Clyde Tombaugh ashes will be first to leave solar system

New Horizons now travels to the mysterious Kuiper Belt or Third Zone before eventually leaving the Solar System altogether and taking Clyde Tombaugh's ashes with it

Clyde Tombaugh
The ashes of Clyde Tombaugh will be the first to travel outside of the Solar System

The man who discovered Pluto will become the first human to have his remains sent outside the Solar System after his ashes were placed on board the Nasa spacecraft New Horizons.

Clyde Tombaugh died on January 17 1997, nine years and two days before New Horizon’s launch, but one of his final requests was for his ashes to be sent into space.

The ashes of Clyde Tombaugh

The ashes attached to New Horizons

A small container carrying his remains is affixed to the inside of the upper deck of the probe bearing the inscription: “Interred herein are remains of American Clyde W. Tombaugh, discoverer of Pluto and the solar system's 'third zone' Adelle and Muron's boy, Patricia's husband, Annette and Alden's father, astronomer, teacher, punster, and friend: Clyde W. Tombaugh (1906-1997)."

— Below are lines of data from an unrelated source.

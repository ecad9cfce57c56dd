//! Sequence arena
//!
//! Every progress counter in a pipeline (producer cursor, consumer watermarks,
//! cached gating minima) lives in one fixed-capacity arena. Components refer to
//! sequences through [`SequenceId`] handles and keep an `Arc<SequenceArena>` next
//! to them, so the arena always outlives the handles that point into it.

use crate::disruptor::{DisruptorError, Result, Sequence};
use std::sync::atomic::{AtomicUsize, Ordering};

/// Stable handle to a [`Sequence`] stored in a [`SequenceArena`]
#[derive(Debug, Clone, Copy, PartialEq, Eq, Hash, PartialOrd, Ord)]
pub struct SequenceId(usize);

impl SequenceId {
    /// Position of the sequence inside its arena
    pub fn index(self) -> usize {
        self.0
    }
}

impl std::fmt::Display for SequenceId {
    fn fmt(&self, f: &mut std::fmt::Formatter<'_>) -> std::fmt::Result {
        write!(f, "seq#{}", self.0)
    }
}

/// Fixed-capacity store of sequences addressed by [`SequenceId`]
///
/// Slots are pre-allocated at construction, so handing out a handle never
/// moves existing sequences.
pub struct SequenceArena {
    slots: Box<[Sequence]>,
    allocated: AtomicUsize,
}

impl SequenceArena {
    /// Create an arena able to hold `capacity` sequences
    pub fn with_capacity(capacity: usize) -> Self {
        let slots: Box<[Sequence]> = (0..capacity).map(|_| Sequence::default()).collect();
        Self {
            slots,
            allocated: AtomicUsize::new(0),
        }
    }

    /// Reserve a fresh sequence set to `initial_value`
    ///
    /// # Errors
    /// Returns `DisruptorError::ArenaExhausted` once every slot is in use
    pub fn allocate(&self, initial_value: u64) -> Result<SequenceId> {
        let capacity = self.slots.len();
        let index = self
            .allocated
            .fetch_update(Ordering::AcqRel, Ordering::Acquire, |n| {
                (n < capacity).then_some(n + 1)
            })
            .map_err(|_| DisruptorError::ArenaExhausted { capacity })?;

        self.slots[index].set(initial_value);
        Ok(SequenceId(index))
    }

    /// Resolve a handle
    ///
    /// # Panics
    /// Panics if `id` was issued by a different arena with more slots
    #[inline]
    pub fn get(&self, id: SequenceId) -> &Sequence {
        &self.slots[id.0]
    }

    /// Minimum of the given sequences, `u64::MAX` when `ids` is empty
    pub fn minimum(&self, ids: &[SequenceId]) -> u64 {
        ids.iter()
            .map(|id| self.get(*id).get())
            .min()
            .unwrap_or(u64::MAX)
    }

    /// Number of sequences handed out so far
    pub fn len(&self) -> usize {
        self.allocated.load(Ordering::Acquire)
    }

    /// True if no sequence has been allocated yet
    pub fn is_empty(&self) -> bool {
        self.len() == 0
    }

    /// Total number of slots
    pub fn capacity(&self) -> usize {
        self.slots.len()
    }
}

impl std::fmt::Debug for SequenceArena {
    fn fmt(&self, f: &mut std::fmt::Formatter<'_>) -> std::fmt::Result {
        let live = &self.slots[..self.len()];
        f.debug_struct("SequenceArena")
            .field("capacity", &self.capacity())
            .field("sequences", &live)
            .finish()
    }
}
//! Producer Type Implementation
//!
//! Selects between the single-producer and multi-producer claim protocols.
//! See [`create_sequencer`](crate::disruptor::create_sequencer).

use serde::{Deserialize, Serialize};

/// Specifies how many threads will claim and publish sequences
///
/// # Examples
/// ```
/// use seqring::ProducerType;
///
/// let single_producer = ProducerType::Single;
/// let multi_producer = ProducerType::Multi;
///
/// assert!(single_producer.is_single());
/// assert!(multi_producer.is_multi());
/// ```
#[derive(Debug, Clone, Copy, PartialEq, Eq, Hash, Default, Serialize, Deserialize)]
#[serde(rename_all = "lowercase")]
pub enum ProducerType {
    /// Exactly one thread ever claims sequences
    ///
    /// Claims are plain relaxed increments of a private counter. Claiming from a
    /// second thread is a contract violation, caught by a debug assertion.
    Single,

    /// Any number of threads claim concurrently
    ///
    /// Claims are atomic fetch-adds on the shared cursor and publication goes
    /// through per-slot availability flags.
    #[default]
    Multi,
}

impl ProducerType {
    /// Returns true if this is ProducerType::Single
    pub fn is_single(&self) -> bool {
        matches!(self, ProducerType::Single)
    }

    /// Returns true if this is ProducerType::Multi
    pub fn is_multi(&self) -> bool {
        matches!(self, ProducerType::Multi)
    }
}

impl std::fmt::Display for ProducerType {
    fn fmt(&self, f: &mut std::fmt::Formatter<'_>) -> std::fmt::Result {
        match self {
            ProducerType::Single => write!(f, "Single"),
            ProducerType::Multi => write!(f, "Multi"),
        }
    }
}

impl std::str::FromStr for ProducerType {
    type Err = String;

    /// Parse a producer type, case-insensitively
    ///
    /// # Examples
    /// ```
    /// use seqring::ProducerType;
    /// use std::str::FromStr;
    ///
    /// assert_eq!(ProducerType::from_str("single").unwrap(), ProducerType::Single);
    /// assert_eq!(ProducerType::from_str("Multi").unwrap(), ProducerType::Multi);
    /// ```
    fn from_str(s: &str) -> Result<Self, Self::Err> {
        match s.to_lowercase().as_str() {
            "single" => Ok(ProducerType::Single),
            "multi" => Ok(ProducerType::Multi),
            _ => Err(format!(
                "Invalid producer type: '{s}'. Valid values are 'single' or 'multi'"
            )),
        }
    }
}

Tombaugh, who grew up on a farm in Kansas, was working at Lowell Observatory in Arizona when he made the landmark discovery on February 18 1930.

Previously an amateur astronomer, he had been hired to help find a planet beyond Neptune. He also credited of discovering 14 other asteroids.

After New Horizons passes Pluto it will travel into the mysterious Kuiper Belt or Third Zone before eventually leaving the Solar System altogether, making Tombaugh's ashes the first to journey so far.

Clyde Tombaugh discovered Pluto in 1930

Only Voyager has crossed into interstellar space. The craft was sent out with the intention of making contact with intelligent life.

It would be fitting if Tombaugh’s ashes were eventually found by an extraterrestrial race. He is one of the most eminent astronomers to have reported seeing UFOs.

"This is the first mission into the real outer Solar System, the real Wild West, the Kuiper Belt," said Alan Stern, New Horizon’s principal investigator

"We haven’t done a first reconnaissance mission of a new planet since 1989, 26 years ago, and nothing like it is in the books to ever happen again.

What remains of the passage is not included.